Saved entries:
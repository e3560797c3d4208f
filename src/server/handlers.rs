// HTTP request handlers

use axum::{
    body::{Body, Bytes},
    extract::{DefaultBodyLimit, Path, State},
    http::{header, HeaderName, StatusCode},
    response::{IntoResponse, Response},
    routing::{get, post},
    Json, Router,
};
use futures::StreamExt;
use serde_json::json;
use std::convert::Infallible;
use std::sync::Arc;
use tower_http::cors::CorsLayer;
use tower_http::trace::TraceLayer;

use super::AppState;
use crate::chat::{ChatError, ConversationMessage, DATA_STREAM_HEADER, DATA_STREAM_VERSION};
use crate::instruction::opener_prompt;

/// Create the router with all endpoints and layers
pub fn create_router(state: Arc<AppState>) -> Router {
    let body_limit = state.body_limit_bytes;

    Router::new()
        .route("/chat", post(handle_chat))
        .route("/portfolios/:key/opener", get(handle_opener))
        .route("/health", get(health_check))
        .with_state(state)
        .layer(DefaultBodyLimit::max(body_limit))
        .layer(CorsLayer::permissive())
        .layer(TraceLayer::new_for_http())
}

/// POST /chat - stream an answer grounded on one portfolio
pub async fn handle_chat(
    State(state): State<Arc<AppState>>,
    body: Bytes,
) -> Result<Response, ChatError> {
    let stream = state.controller.handle(&body).await?;
    tracing::debug!(message_id = stream.message_id(), "Streaming chat response");

    let frames = stream.map(|event| Ok::<_, Infallible>(event.to_frame()));

    Ok((
        StatusCode::OK,
        [
            (header::CONTENT_TYPE, "text/plain; charset=utf-8"),
            (header::CACHE_CONTROL, "no-cache"),
            (HeaderName::from_static(DATA_STREAM_HEADER), DATA_STREAM_VERSION),
        ],
        Body::from_stream(frames),
    )
        .into_response())
}

/// GET /portfolios/:key/opener - the first message a visitor's chat sends
pub async fn handle_opener(
    State(state): State<Arc<AppState>>,
    Path(key): Path<String>,
) -> Result<Json<ConversationMessage>, ChatError> {
    let resolved = state.controller.resolve(&key).await?;
    Ok(Json(ConversationMessage::user(opener_prompt(
        &resolved.portfolio.name,
    ))))
}

/// GET /health
pub async fn health_check(State(state): State<Arc<AppState>>) -> impl IntoResponse {
    Json(json!({
        "status": "ok",
        "provider": state.controller.provider_name(),
        "version": env!("CARGO_PKG_VERSION"),
    }))
}

impl IntoResponse for ChatError {
    fn into_response(self) -> Response {
        let status = match &self {
            ChatError::InvalidRequest { .. } | ChatError::Validation(_) => StatusCode::BAD_REQUEST,
            ChatError::NotFound { .. } => StatusCode::NOT_FOUND,
            ChatError::Store(_) => StatusCode::BAD_GATEWAY,
            ChatError::Timeout { .. } => StatusCode::GATEWAY_TIMEOUT,
        };

        if status.is_server_error() {
            tracing::warn!(error = %self, "Chat request failed");
        } else {
            tracing::debug!(error = %self, "Chat request rejected");
        }

        let body = json!({
            "error": {
                "type": self.kind(),
                "message": self.to_string(),
            }
        });
        (status, Json(body)).into_response()
    }
}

TRY IT — Gather all lines with the string "handlers" from the data.

RESULT FOR THIS EXERCISE —
filename src/server/handlers.rs
// HTTP request handlers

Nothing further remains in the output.